Am I going to stop going out alone. Well the short answer would be no. But in reality it depends on the night, the amount of work I have to do (it's never stopped me before) and most importantly the risks involved, as a lone girl out alone isn't the safest thing to do. But while I live on campus and I dont' get drunk its fine going out as long as I make it back to mine as soon as possilble and as long as you have people out there who are looking out for you and make sure you get back. Thank's Nic, although I'm sure that you didn't stay up this later just to make sure I got back alright.
Anyway that's all for now. Night night.
If I can't sleep I'm sure I'll add more.
May 21, 2005
the apple fell far from the tree
she's rotten and so beautiful
i like to keep her here with me
and tell her that she's beautiful
she takes the pills to fall asleep
and dreams that she's invincible
tormented dreams she stays awake
This is the chorus from Beautiful by Scarling.
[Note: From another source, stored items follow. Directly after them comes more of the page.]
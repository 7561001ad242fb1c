//! OpenAI-Compatible API Provider
//!
//! Text-generation provider using the Chat Completions API shape, which
//! also covers self-hosted compatible endpoints via `api_base`.

use async_trait::async_trait;
use secrecy::{ExposeSecret, SecretString};
use serde::{Deserialize, Serialize};
use serde_json::Value;
use std::time::Duration;
use tracing::{debug, info};

use super::{LlmProvider, LlmResponse, ProviderConfig, ResponseMetadata, TokenUsage};
use crate::ai::validation::extract_json_from_response;
use crate::types::{RepoLensError, Result};

const DEFAULT_API_BASE: &str = "https://api.openai.com/v1";
const DEFAULT_MODEL: &str = "gpt-4o-mini";

/// Chat Completions provider with secure API key handling.
pub struct OpenAiProvider {
    /// Never exposed in logs or debug output
    api_key: SecretString,
    api_base: String,
    model: String,
    temperature: f32,
    max_tokens: usize,
    client: reqwest::Client,
}

impl std::fmt::Debug for OpenAiProvider {
    fn fmt(&self, f: &mut std::fmt::Formatter<'_>) -> std::fmt::Result {
        f.debug_struct("OpenAiProvider")
            .field("api_key", &"[REDACTED]")
            .field("api_base", &self.api_base)
            .field("model", &self.model)
            .field("temperature", &self.temperature)
            .field("max_tokens", &self.max_tokens)
            .finish()
    }
}

impl OpenAiProvider {
    pub fn new(config: ProviderConfig) -> Result<Self> {
        let api_key_str = config
            .api_key
            .or_else(|| std::env::var("OPENAI_API_KEY").ok())
            .ok_or_else(|| {
                RepoLensError::Config(
                    "OpenAI API key not found. Set OPENAI_API_KEY env var or provide in config"
                        .to_string(),
                )
            })?;

        let api_base = config
            .api_base
            .unwrap_or_else(|| DEFAULT_API_BASE.to_string());
        let model = config.model.unwrap_or_else(|| DEFAULT_MODEL.to_string());

        let client = reqwest::Client::builder()
            .timeout(Duration::from_secs(config.timeout_secs))
            .build()
            .map_err(|e| RepoLensError::llm(format!("Failed to create HTTP client: {}", e)))?;

        Ok(Self {
            api_key: SecretString::from(api_key_str),
            api_base,
            model,
            temperature: config.temperature,
            max_tokens: config.max_tokens,
            client,
        })
    }

    fn build_request(&self, prompt: &str, schema: &Value) -> ChatCompletionRequest {
        let system_content = if schema.is_null() {
            "You are an expert software architect. Always respond with valid JSON.".to_string()
        } else {
            format!(
                "You are an expert software architect analyzing repositories. Always respond \
                 with valid JSON matching this shape:\n\n```json\n{}\n```\n\nRespond ONLY with \
                 valid JSON, no explanation.",
                serde_json::to_string_pretty(schema).unwrap_or_else(|_| "{}".to_string())
            )
        };

        ChatCompletionRequest {
            model: self.model.clone(),
            messages: vec![
                ChatMessage {
                    role: "system".to_string(),
                    content: system_content,
                },
                ChatMessage {
                    role: "user".to_string(),
                    content: prompt.to_string(),
                },
            ],
            temperature: self.temperature,
            max_tokens: Some(self.max_tokens),
            response_format: Some(ResponseFormat {
                format_type: "json_object".to_string(),
            }),
        }
    }
}

#[async_trait]
impl LlmProvider for OpenAiProvider {
    async fn generate(&self, prompt: &str, schema: &Value) -> Result<LlmResponse> {
        info!(model = %self.model, "generating enrichment with OpenAI-compatible API");

        let request = self.build_request(prompt, schema);
        let url = format!("{}/chat/completions", self.api_base);

        let response = self
            .client
            .post(&url)
            .header(
                "Authorization",
                format!("Bearer {}", self.api_key.expose_secret()),
            )
            .header("Content-Type", "application/json")
            .json(&request)
            .send()
            .await
            .map_err(|e| RepoLensError::llm(format!("request failed: {}", e)))?;

        if !response.status().is_success() {
            let status = response.status();
            let body = response.text().await.unwrap_or_default();
            return Err(RepoLensError::llm(format!(
                "API error ({}): {}",
                status, body
            )));
        }

        let response_body: ChatCompletionResponse = response
            .json()
            .await
            .map_err(|e| RepoLensError::llm(format!("failed to parse response: {}", e)))?;

        let usage = response_body
            .usage
            .map(|u| TokenUsage {
                input_tokens: u.prompt_tokens,
                output_tokens: u.completion_tokens,
            })
            .unwrap_or_default();

        let content_str = response_body
            .choices
            .first()
            .and_then(|c| c.message.content.as_ref())
            .ok_or_else(|| RepoLensError::llm("no content in response"))?;

        debug!("received completion, parsing JSON");
        let content = extract_json_from_response(content_str)?;

        Ok(LlmResponse {
            content,
            usage,
            metadata: ResponseMetadata {
                model: self.model.clone(),
                provider: "openai".to_string(),
            },
        })
    }

    fn name(&self) -> &str {
        "openai"
    }

    fn model(&self) -> &str {
        &self.model
    }
}

// =============================================================================
// Wire Types
// =============================================================================

#[derive(Debug, Serialize)]
struct ChatCompletionRequest {
    model: String,
    messages: Vec<ChatMessage>,
    temperature: f32,
    #[serde(skip_serializing_if = "Option::is_none")]
    max_tokens: Option<usize>,
    #[serde(skip_serializing_if = "Option::is_none")]
    response_format: Option<ResponseFormat>,
}

#[derive(Debug, Serialize)]
struct ResponseFormat {
    #[serde(rename = "type")]
    format_type: String,
}

#[derive(Debug, Serialize, Deserialize)]
struct ChatMessage {
    role: String,
    content: String,
}

#[derive(Debug, Deserialize)]
struct ChatCompletionResponse {
    choices: Vec<ChatChoice>,
    usage: Option<ApiUsage>,
}

#[derive(Debug, Deserialize)]
struct ChatChoice {
    message: ResponseMessage,
}

#[derive(Debug, Deserialize)]
struct ResponseMessage {
    content: Option<String>,
}

#[derive(Debug, Deserialize)]
struct ApiUsage {
    prompt_tokens: u32,
    completion_tokens: u32,
}

#[cfg(test)]
mod tests {
    use super::*;
    use serde_json::json;

    fn provider() -> OpenAiProvider {
        OpenAiProvider::new(ProviderConfig {
            api_key: Some("test-key".to_string()),
            model: Some("test-model".to_string()),
            ..ProviderConfig::default()
        })
        .unwrap()
    }

    #[test]
    fn test_debug_redacts_key() {
        let debug = format!("{:?}", provider());
        assert!(!debug.contains("test-key"));
    }

    #[test]
    fn test_request_embeds_schema_hint() {
        let request = provider().build_request("analyze this", &json!({"description": "string"}));
        assert_eq!(request.messages.len(), 2);
        assert!(request.messages[0].content.contains("description"));
        assert_eq!(request.messages[1].content, "analyze this");
        assert!(request.response_format.is_some());
    }

    #[test]
    fn test_request_without_schema() {
        let request = provider().build_request("analyze", &Value::Null);
        assert!(request.messages[0].content.contains("valid JSON"));
    }

    #[test]
    fn test_missing_api_key_is_config_error() {
        // Only meaningful when the environment doesn't provide a key
        if std::env::var("OPENAI_API_KEY").is_err() {
            let result = OpenAiProvider::new(ProviderConfig::default());
            assert!(result.is_err());
        }
    }

    #[test]
    fn test_response_deserialization() {
        let body = r#"{
            "choices": [{"message": {"content": "{\"description\": \"x\"}"}}],
            "usage": {"prompt_tokens": 10, "completion_tokens": 5, "total_tokens": 15}
        }"#;
        let parsed: ChatCompletionResponse = serde_json::from_str(body).unwrap();
        assert_eq!(parsed.usage.unwrap().prompt_tokens, 10);
        assert!(parsed.choices[0].message.content.is_some());
    }
}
What's my point for putting them up. Well what i've noticed from my conversations with people at uni, this uni and other unis, is that we often feel very alone and we often lack that ever so important thing, confidence. So I've found that the thing that a lot of people turn to is music. I know that music is something that I turn to, if I'm down, if I'm happy, or just feeling plain crazy.
I have very weird music tastes (apparently), because System of a Down and Britney Spears aren't often found on the same playlists.
But going back to my original topic. At uni I think that most people feel down and alone from time to time and we all just want to wrap up in a cocoon and protect ourselves, or we want someone there for us. But the thing is, there is always someone there for us, but we never realise it. And no matter how you are feeling, other people have and will feel the same as you. What other reason is there for music touching so many people, often we can see a part of ourselves in the music.
So we should always enjoy music and respect other people's musical tastes, even if they are a bit strange.
A bit random I know, and not much substance or meaning behind this blog, but oh well.